Es war bereits Abend, aber die Sonne stand hoch am Himmel und dachte gar nicht daran, unterzugehen.

Es ist schon seltsam, dass in Geschichten ständig vom Wetter- und Sonnenstand die Rede ist, als wäre das für irgendwas wichtig. Da heißt es dann „Frau Sonne lacht“ oder „der Himmel verdunkelte sich“ oder „über seine geschlossenen Lider strich sanfte Morgenröte“. Was stimmt nur mit unseren Gehirnen nicht, dass das Wetter einen derart hohen Stellenwert für uns hat?

Wenn man lateinische Texte liest, liest man immerzu von allmächtigen Göttern, in der Bibel heißt es immer nur Gott, der Herr, und die Geschichten von Aladin und Ali Baba wären ohne Allah- und Mohammed-Erwähnungen höchstens zweiseitige Kurzgeschichten. Wenn man heute solche Geschichten liest, schüttelt man den Kopf und denkt: Das waren schon solche Quadratdeppen damals.

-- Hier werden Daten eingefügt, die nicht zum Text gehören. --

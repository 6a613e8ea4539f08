use crate::media::{
    DeviceError, LocalMediaSet, LocalTrack, MediaConstraints, MediaDeviceProvider, TrackKind,
};
use std::sync::Arc;
use tokio::sync::RwLock;
use tracing::{debug, info, warn};

/// Owns the local capture tracks for one session.
pub struct MediaCaptureManager {
    provider: Arc<dyn MediaDeviceProvider>,
    tracks: RwLock<Vec<Arc<LocalTrack>>>,
}

impl MediaCaptureManager {
    pub fn new(provider: Arc<dyn MediaDeviceProvider>) -> Self {
        Self {
            provider,
            tracks: RwLock::new(Vec::new()),
        }
    }

    /// Acquires fresh tracks, stopping any that are already held.
    ///
    /// An overconstrained request is retried once with the basic constraint
    /// set before the error is surfaced.
    pub async fn acquire(&self, constraints: &MediaConstraints) -> Result<LocalMediaSet, DeviceError> {
        self.release().await;

        let tracks = match self.provider.get_user_media(constraints).await {
            Ok(tracks) => tracks,
            Err(DeviceError::Overconstrained(constraint)) if !constraints.is_basic() => {
                warn!(
                    "Constraint {} cannot be satisfied, retrying with basic constraints",
                    constraint
                );
                self.provider
                    .get_user_media(&MediaConstraints::basic())
                    .await?
            }
            Err(e) => return Err(e),
        };

        info!("Acquired {} local track(s)", tracks.len());
        let mut held = self.tracks.write().await;
        *held = tracks;
        Ok(LocalMediaSet::new(held.clone()))
    }

    /// Flips the first video track. Returns the new enabled flag, or `false`
    /// when there is no video track.
    pub async fn toggle_video(&self) -> bool {
        self.toggle(TrackKind::Video).await
    }

    pub async fn toggle_audio(&self) -> bool {
        self.toggle(TrackKind::Audio).await
    }

    /// Stops every held track. Safe to call repeatedly.
    pub async fn release(&self) {
        let mut held = self.tracks.write().await;
        for track in held.drain(..) {
            if track.stop() {
                debug!("Stopped local {} track {}", track.kind(), track.id());
            }
        }
    }

    pub async fn local_media(&self) -> LocalMediaSet {
        LocalMediaSet::new(self.tracks.read().await.clone())
    }

    async fn toggle(&self, kind: TrackKind) -> bool {
        let held = self.tracks.read().await;
        match held.iter().find(|t| t.kind() == kind) {
            Some(track) => {
                let enabled = track.toggle();
                debug!("Local {} track {} enabled={}", kind, track.id(), enabled);
                enabled
            }
            None => false,
        }
    }
}
use crate::media::RemoteStream;
use crate::peer::PeerState;
use crate::transport::MediaConnection;
use huddle_core::{ConnectionId, IceCandidate, ParticipantId, SessionDescription};
use tokio::task::JoinHandle;
use tracing::{debug, warn};

/// The local record of one media connection to a remote participant.
pub struct PeerConnection {
    id: ConnectionId,
    participant: ParticipantId,
    state: PeerState,
    media: Box<dyn MediaConnection>,
    pending_candidates: Vec<IceCandidate>,
    remote_description_set: bool,
    remote_stream: Option<RemoteStream>,
    handshake_timer: Option<JoinHandle<()>>,
}

impl PeerConnection {
    pub fn new(id: ConnectionId, participant: ParticipantId, media: Box<dyn MediaConnection>) -> Self {
        Self {
            id,
            participant,
            state: PeerState::New,
            media,
            pending_candidates: Vec::new(),
            remote_description_set: false,
            remote_stream: None,
            handshake_timer: None,
        }
    }

    pub fn id(&self) -> ConnectionId {
        self.id
    }

    pub fn participant(&self) -> &ParticipantId {
        &self.participant
    }

    pub fn state(&self) -> PeerState {
        self.state
    }

    pub fn media(&self) -> &dyn MediaConnection {
        self.media.as_ref()
    }

    pub fn remote_stream(&self) -> Option<&RemoteStream> {
        self.remote_stream.as_ref()
    }

    pub fn pending_candidates(&self) -> usize {
        self.pending_candidates.len()
    }

    pub(crate) fn set_remote_stream(&mut self, stream: RemoteStream) {
        self.remote_stream = Some(stream);
    }

    pub(crate) fn take_remote_stream(&mut self) -> Option<RemoteStream> {
        self.remote_stream.take()
    }

    pub(crate) fn set_handshake_timer(&mut self, timer: JoinHandle<()>) {
        self.cancel_handshake_timer();
        self.handshake_timer = Some(timer);
    }

    pub(crate) fn cancel_handshake_timer(&mut self) {
        if let Some(timer) = self.handshake_timer.take() {
            timer.abort();
        }
    }

    /// Moves to `next` if the state machine allows it.
    pub(crate) fn transition(&mut self, next: PeerState) -> bool {
        if self.state == next {
            return false;
        }
        if !self.state.can_transition_to(next) {
            warn!(
                "Ignoring transition {} -> {} for {}",
                self.state, next, self.participant
            );
            return false;
        }
        debug!("Peer {} {} -> {}", self.participant, self.state, next);
        self.state = next;
        if next != PeerState::OfferSent && next != PeerState::AnswerSent {
            self.cancel_handshake_timer();
        }
        true
    }

    /// Applies the remote description, then flushes every buffered
    /// candidate in arrival order.
    pub(crate) async fn apply_remote_description(
        &mut self,
        description: &SessionDescription,
    ) -> anyhow::Result<()> {
        self.media.set_remote_description(description).await?;
        self.remote_description_set = true;

        for candidate in std::mem::take(&mut self.pending_candidates) {
            if let Err(e) = self.media.add_ice_candidate(&candidate).await {
                warn!("Buffered candidate for {} rejected: {}", self.participant, e);
            }
        }
        Ok(())
    }

    /// Applies a remote candidate, or buffers it until the remote description
    /// is known. Returns `true` when buffered.
    pub(crate) async fn add_remote_candidate(&mut self, candidate: IceCandidate) -> anyhow::Result<bool> {
        if !self.remote_description_set {
            self.pending_candidates.push(candidate);
            return Ok(true);
        }
        self.media.add_ice_candidate(&candidate).await?;
        Ok(false)
    }

    /// Closes the media connection and drops anything buffered.
    pub(crate) async fn close(&mut self) {
        self.cancel_handshake_timer();
        self.pending_candidates.clear();
        if let Err(e) = self.media.close().await {
            debug!("Closing connection to {} failed: {}", self.participant, e);
        }
    }
}

impl Drop for PeerConnection {
    fn drop(&mut self) {
        self.cancel_handshake_timer();
    }
}
use serde::{Deserialize, Serialize};
use std::fmt;

#[derive(Debug, Clone, Copy, Serialize, Deserialize, PartialEq, Eq)]
#[serde(rename_all = "lowercase")]
pub enum SdpType {
    Offer,
    Answer,
}

impl fmt::Display for SdpType {
    fn fmt(&self, f: &mut fmt::Formatter<'_>) -> fmt::Result {
        match self {
            SdpType::Offer => f.write_str("offer"),
            SdpType::Answer => f.write_str("answer"),
        }
    }
}

/// An offer or answer exchanged during the handshake.
#[derive(Debug, Clone, PartialEq, Eq)]
pub struct SessionDescription {
    pub sdp_type: SdpType,
    pub sdp: String,
}

impl SessionDescription {
    pub fn offer(sdp: impl Into<String>) -> Self {
        Self {
            sdp_type: SdpType::Offer,
            sdp: sdp.into(),
        }
    }

    pub fn answer(sdp: impl Into<String>) -> Self {
        Self {
            sdp_type: SdpType::Answer,
            sdp: sdp.into(),
        }
    }
}

/// A network path descriptor trickled between peers.
#[derive(Debug, Clone, Serialize, Deserialize, PartialEq, Eq)]
pub struct IceCandidate {
    pub candidate: String,
    #[serde(rename = "sdpMid")]
    pub sdp_mid: Option<String>,
    #[serde(rename = "sdpMLineIndex")]
    pub sdp_m_line_index: Option<u16>,
}

impl IceCandidate {
    pub fn new(candidate: impl Into<String>) -> Self {
        Self {
            candidate: candidate.into(),
            sdp_mid: None,
            sdp_m_line_index: None,
        }
    }
}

Aber wenn in vielen hundert Jahren mal jemand unsere Geschichten liest, wird er sich nichts anderes denken. Was interessiert mich das Wetter, wird der Zukunftshugo denken, mich interessiert nur und ausschließlich der Gestankgrad meiner Socken. Am Morgen riechen sie noch nach futuristischem Waschmittel, im Laufe des Tages verwandeln sie sich von Mozzarella in Bergkäse, um letztendlich als Blauschimmelkäse mit Rotkulturen in die Waschmaschine entsorgt zu werden. Das ist jetzt natürlich nur eine These, wie der Tagesverlauf einmal beschrieben werden könnte. Eine Garantie gibt es nicht.

Ich und Maria befanden uns im Entwicklungsstadium des mittelalten Streichkäses, als wir unweit von Cleos Haus standen.

Nein … ich muss mich täuschen. Marias Füße stinken bestimmt nie. Die duften ohne Unterlass nach Flieder. Oder? Wäre es möglich, dass auch ihre Füße einmal stinken? Nein, das kann nicht sein! Das darf nicht sein!

Ich werde es nachprüfen. Ich werde bei ihr daheim in der Dreckwäsche stöbern, bis ich ihre Socken gefunden habe – in detektivischem Interesse sozusagen.

Oder ich lasse es lieber. Am Ende erwischt sie mich, wie ich gerade einen Socken aus ihrem BH fuzle, und dann wird es schwer, sie von der Wahrheit zu überzeugen.

„Also, dann läute ich jetzt oder wie?“, fragte ich. Meine Hände waren ganz heiß und juckten in der Mitte.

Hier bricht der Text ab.